Health official sounds alarm over costs
A proposal to shift thousands of residents covered by Connecticut’s HUSKY Medicaid program to private health plans marketed through a statewide exchange could have a damaging effect on many low earners, state Healthcare Advocate Victoria Veltri warned.
The Office of the Healthcare Advocate — the state’s federally designated Consumer Assistance Program under the Affordable Care Act — will partner with the Connecticut Health Insurance Exchange to educate and enroll individuals in private health plans that will be sold on the exchange, officials announced earlier this month.
Veltri warned that changes proposed within Gov. Dannel P. Malloy’s budget could make it difficult for many of the state’s low-income residents to afford coverage under the plans that will be marketed through the insurance exchange beginning in October.
“For consumers, especially for those with very low incomes, next year is going to be a very tough year for them,” Veltri said. “We need to do whatever we can to make health care accessible to them. And that’s an uphill climb right now.”

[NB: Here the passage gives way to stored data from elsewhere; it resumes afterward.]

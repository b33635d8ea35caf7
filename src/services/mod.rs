// ABOUTME: Domain services sitting between the HTTP routes and the stores
// ABOUTME: Chat turn orchestration and the analysis pipeline live here
//
// SPDX-License-Identifier: MIT OR Apache-2.0
// Copyright (c) 2025 Gutcheck

//! Domain services
//!
//! Routes stay thin; the multi-step flows (conversation turns, analysis runs)
//! are implemented here against the stores and the model gateway.

pub mod analysis;
pub mod chat_orchestration;

pub use analysis::{run_analysis, AnalysisOutcome, PeriodKind};
pub use chat_orchestration::{ChatOrchestrator, ChatStreamEvent, ChatTurnReply, ChatTurnRequest};
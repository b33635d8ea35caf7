// ABOUTME: Read-only access to journal entries for analytics and grounding
// ABOUTME: Entry CRUD lives in the journaling layer; this side only queries
//
// SPDX-License-Identifier: MIT OR Apache-2.0
// Copyright (c) 2025 Gutcheck

use crate::errors::{AppError, AppResult};
use crate::models::{Feeling, LogEntry};
use chrono::NaiveDate;
use sqlx::{Row, SqlitePool};
use uuid::Uuid;

/// Read-only journal entry queries
pub struct EntryManager {
    pool: SqlitePool,
}

impl EntryManager {
    /// Create a new entry manager
    #[must_use]
    pub const fn new(pool: SqlitePool) -> Self {
        Self { pool }
    }

    /// Fetch a user's entries in `[start, end]`, ordered by date then time
    ///
    /// # Errors
    ///
    /// Returns an error if the database operation fails or a stored row is
    /// malformed
    pub async fn list_entries(
        &self,
        user_id: Uuid,
        start: NaiveDate,
        end: NaiveDate,
    ) -> AppResult<Vec<LogEntry>> {
        let rows = sqlx::query(
            r"
            SELECT id, user_id, entry_date, entry_time, duration_minutes,
                   category, feeling, notes, is_absence_marker
            FROM log_entries
            WHERE user_id = $1 AND entry_date >= $2 AND entry_date <= $3
            ORDER BY entry_date ASC, entry_time ASC
            ",
        )
        .bind(user_id.to_string())
        .bind(start.to_string())
        .bind(end.to_string())
        .fetch_all(&self.pool)
        .await
        .map_err(|e| AppError::database(format!("Failed to list entries: {e}")))?;

        rows.into_iter().map(Self::entry_from_row).collect()
    }

    fn entry_from_row(r: sqlx::sqlite::SqliteRow) -> AppResult<LogEntry> {
        let user_id: String = r.get("user_id");
        let user_id = Uuid::parse_str(&user_id)
            .map_err(|e| AppError::database(format!("Malformed user id in entry row: {e}")))?;

        let entry_date: String = r.get("entry_date");
        let entry_date = entry_date
            .parse::<NaiveDate>()
            .map_err(|e| AppError::database(format!("Malformed entry date: {e}")))?;

        let category: Option<i64> = r.get("category");
        let feeling: Option<String> = r.get("feeling");

        Ok(LogEntry {
            id: r.get("id"),
            user_id,
            entry_date,
            entry_time: r.get("entry_time"),
            duration_minutes: r.get("duration_minutes"),
            category: category.and_then(|c| u8::try_from(c).ok()),
            feeling: feeling.as_deref().and_then(Feeling::parse),
            notes: r.get("notes"),
            is_absence_marker: r.get("is_absence_marker"),
        })
    }
}

/// Render entries as compact grounding text for the model system prompt
///
/// One line per entry, omitting fields the entry does not carry. Absence
/// markers are skipped; they mean nothing to the model.
#[must_use]
pub fn render_entries_context(entries: &[LogEntry]) -> String {
    let mut lines = vec!["User's journal entries in the selected time range:".to_owned()];
    for entry in entries.iter().filter(|e| !e.is_absence_marker) {
        let mut line = format!("- Date: {}", entry.entry_date);
        if let Some(time) = &entry.entry_time {
            line.push_str(&format!(" Time: {time}"));
        }
        if let Some(duration) = entry.duration_minutes {
            line.push_str(&format!(" Duration: {duration}min"));
        }
        if let Some(category) = entry.category {
            line.push_str(&format!(" Category: {category}"));
        }
        if let Some(feeling) = entry.feeling {
            line.push_str(&format!(" Feeling: {}", feeling.as_str()));
        }
        if let Some(notes) = &entry.notes {
            line.push_str(&format!(" Notes: {notes}"));
        }
        lines.push(line);
    }
    lines.join("\n")
}

#[cfg(test)]
mod tests {
    use super::*;
    use crate::database::test_util::memory_pool;

    async fn seed_entry(
        pool: &SqlitePool,
        user_id: Uuid,
        date: &str,
        time: Option<&str>,
        absence: bool,
    ) {
        sqlx::query(
            r"
            INSERT INTO log_entries (id, user_id, entry_date, entry_time, duration_minutes,
                                     category, feeling, notes, is_absence_marker)
            VALUES ($1, $2, $3, $4, 8, 4, 'smooth', NULL, $5)
            ",
        )
        .bind(Uuid::new_v4().to_string())
        .bind(user_id.to_string())
        .bind(date)
        .bind(time)
        .bind(absence)
        .execute(pool)
        .await
        .unwrap();
    }

    #[tokio::test]
    async fn test_list_entries_filters_by_user_and_range() {
        let pool = memory_pool().await;
        let manager = EntryManager::new(pool.clone());
        let user = Uuid::new_v4();
        let other = Uuid::new_v4();

        seed_entry(&pool, user, "2025-03-02", Some("07:00"), false).await;
        seed_entry(&pool, user, "2025-03-01", Some("08:00"), false).await;
        seed_entry(&pool, user, "2025-02-01", None, false).await;
        seed_entry(&pool, other, "2025-03-02", None, false).await;

        let entries = manager
            .list_entries(user, "2025-03-01".parse().unwrap(), "2025-03-07".parse().unwrap())
            .await
            .unwrap();

        assert_eq!(entries.len(), 2);
        assert_eq!(entries[0].entry_date.to_string(), "2025-03-01");
        assert_eq!(entries[1].entry_date.to_string(), "2025-03-02");
        assert_eq!(entries[0].feeling, Some(Feeling::Smooth));
    }

    #[tokio::test]
    async fn test_render_context_skips_absence_markers() {
        let pool = memory_pool().await;
        let manager = EntryManager::new(pool.clone());
        let user = Uuid::new_v4();

        seed_entry(&pool, user, "2025-03-01", Some("07:30"), false).await;
        seed_entry(&pool, user, "2025-03-02", None, true).await;

        let entries = manager
            .list_entries(user, "2025-03-01".parse().unwrap(), "2025-03-07".parse().unwrap())
            .await
            .unwrap();
        let context = render_entries_context(&entries);

        assert!(context.contains("- Date: 2025-03-01 Time: 07:30 Duration: 8min Category: 4 Feeling: smooth"));
        assert!(!context.contains("2025-03-02"));
    }
}
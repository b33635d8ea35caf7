// ABOUTME: Statistics aggregator reducing journal entries to a snapshot
// ABOUTME: Computes frequency, duration, coverage, and distribution metrics
//
// SPDX-License-Identifier: MIT OR Apache-2.0
// Copyright (c) 2025 Gutcheck

//! Pure statistics over a window of journal entries

use crate::models::{Feeling, LogEntry};
use chrono::NaiveDate;
use serde::{Deserialize, Serialize};
use std::collections::{BTreeMap, BTreeSet};

/// Counts of occurrences per time-of-day bucket
///
/// Morning is [06:00, 12:00), afternoon [12:00, 18:00), everything else is
/// evening. Entries without a recorded time fall in no bucket.
#[derive(Debug, Clone, Default, PartialEq, Eq, Serialize, Deserialize)]
pub struct TimeOfDayDistribution {
    pub morning: u64,
    pub afternoon: u64,
    pub evening: u64,
}

impl TimeOfDayDistribution {
    /// Bucket name with the highest count, ties broken morning > afternoon > evening
    #[must_use]
    pub const fn peak(&self) -> &'static str {
        if self.morning >= self.afternoon && self.morning >= self.evening {
            "morning"
        } else if self.afternoon >= self.evening {
            "afternoon"
        } else {
            "evening"
        }
    }
}

/// Aggregated statistics for one analysis window
#[derive(Debug, Clone, Default, PartialEq, Serialize, Deserialize)]
pub struct StatsSnapshot {
    /// Number of occurrence entries (absence markers excluded)
    pub total_occurrences: u64,
    /// Window length in days, never below 1
    pub window_days: i64,
    /// Distinct dates with at least one entry (absence markers included)
    pub recorded_days: u64,
    /// `recorded_days / window_days`, rounded to 2 decimals
    pub coverage_rate: f64,
    /// Occurrences per recorded day, rounded to 2 decimals; 0 when nothing recorded
    pub avg_frequency: f64,
    /// Mean duration over entries carrying one, rounded to 1 decimal; 0 when none
    pub avg_duration_minutes: f64,
    /// Occurrence count per category code (1-7)
    pub category_distribution: BTreeMap<u8, u64>,
    /// Occurrence count per reported feeling
    pub feeling_distribution: BTreeMap<Feeling, u64>,
    /// Occurrence count per time-of-day bucket
    pub time_of_day: TimeOfDayDistribution,
}

fn round2(value: f64) -> f64 {
    (value * 100.0).round() / 100.0
}

fn round1(value: f64) -> f64 {
    (value * 10.0).round() / 10.0
}

/// Reduce a window of entries to a [`StatsSnapshot`]
///
/// The window length is `end - start` in days, clamped to at least 1 so that
/// same-day windows still produce a meaningful coverage rate. Frequency is
/// relative to recorded days, not window days: a user who logs three days out
/// of thirty is measured against those three days.
#[must_use]
pub fn compute_stats(entries: &[LogEntry], start: NaiveDate, end: NaiveDate) -> StatsSnapshot {
    let window_days = (end - start).num_days().max(1);

    let recorded_dates: BTreeSet<NaiveDate> = entries.iter().map(|e| e.entry_date).collect();
    let recorded_days = recorded_dates.len() as u64;

    let occurrences: Vec<&LogEntry> = entries.iter().filter(|e| !e.is_absence_marker).collect();
    let total_occurrences = occurrences.len() as u64;

    let coverage_rate = round2(recorded_days as f64 / window_days as f64);

    let avg_frequency = if recorded_days > 0 {
        round2(total_occurrences as f64 / recorded_days as f64)
    } else {
        0.0
    };

    let durations: Vec<i64> = occurrences
        .iter()
        .filter_map(|e| e.duration_minutes)
        .collect();
    let avg_duration_minutes = if durations.is_empty() {
        0.0
    } else {
        round1(durations.iter().sum::<i64>() as f64 / durations.len() as f64)
    };

    let mut category_distribution = BTreeMap::new();
    for entry in &occurrences {
        if let Some(category) = entry.category {
            *category_distribution.entry(category).or_insert(0) += 1;
        }
    }

    let mut feeling_distribution = BTreeMap::new();
    for entry in &occurrences {
        if let Some(feeling) = entry.feeling {
            *feeling_distribution.entry(feeling).or_insert(0) += 1;
        }
    }

    let mut time_of_day = TimeOfDayDistribution::default();
    for entry in &occurrences {
        if let Some(hour) = entry.hour() {
            if (6..12).contains(&hour) {
                time_of_day.morning += 1;
            } else if (12..18).contains(&hour) {
                time_of_day.afternoon += 1;
            } else {
                time_of_day.evening += 1;
            }
        }
    }

    StatsSnapshot {
        total_occurrences,
        window_days,
        recorded_days,
        coverage_rate,
        avg_frequency,
        avg_duration_minutes,
        category_distribution,
        feeling_distribution,
        time_of_day,
    }
}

Residents with minor children who earn up to 185 percent of the federal poverty level are currently eligible for free health coverage through Connecticut’s HUSKY Medicaid program.
While the Affordable Care Act (ACA) requires states to provide Medicaid coverage to all legal residents earning up to 133 percent of the poverty level, Malloy’s budget proposal would end coverage for thousands of residents earning between 133 percent and 185 percent of the poverty mark.
Under the ACA, low earners will be eligible for federal subsidies to offset the cost of private coverage.
Kevin Counihan, CEO of the state’s insurance exchange, acknowledged that many people who had previously been eligible for free health care coverage would be faced with out-of-pocket costs under the Malloy plan.
The tradeoff, he said, is that the residents impacted would likely have a much easier time getting coverage, with just 31 percent of the state’s primary care physicians accepting Medicaid patients.
“States are experiencing such a huge increase in Medicaid enrollment because of the recession — and the economy hasn’t bounced back. It’s been a huge strain on state budgets,” Counihan said, noting that Connecticut is not the only state considering a rollback of its Medicaid programs.
“The subsidies are meant to be a clear form of help for those people,” he said. “The other side is, quite frankly, that people in commercial products, such as those above 133 percent, are going to have a much easier time getting coverage.”
In order to keep health insurance cost increases down, Veltri said it’s important that hospitals and health care providers share in the burden.
“The bottom line to me is, whatever we can do to make health care more affordable, we need to do it,” Veltri said. “Not just because people need to enroll in the exchange, but because we need to have a sustainable economy.”
She called for greater transparency with regard to the costs incurred by providers to deliver care.
“We have been in the dark for the most part on the costs and the prices – there’s a substantial lack of transparency there,” she said. “If you want to drive down health care costs, you have to be aware of what those costs are.”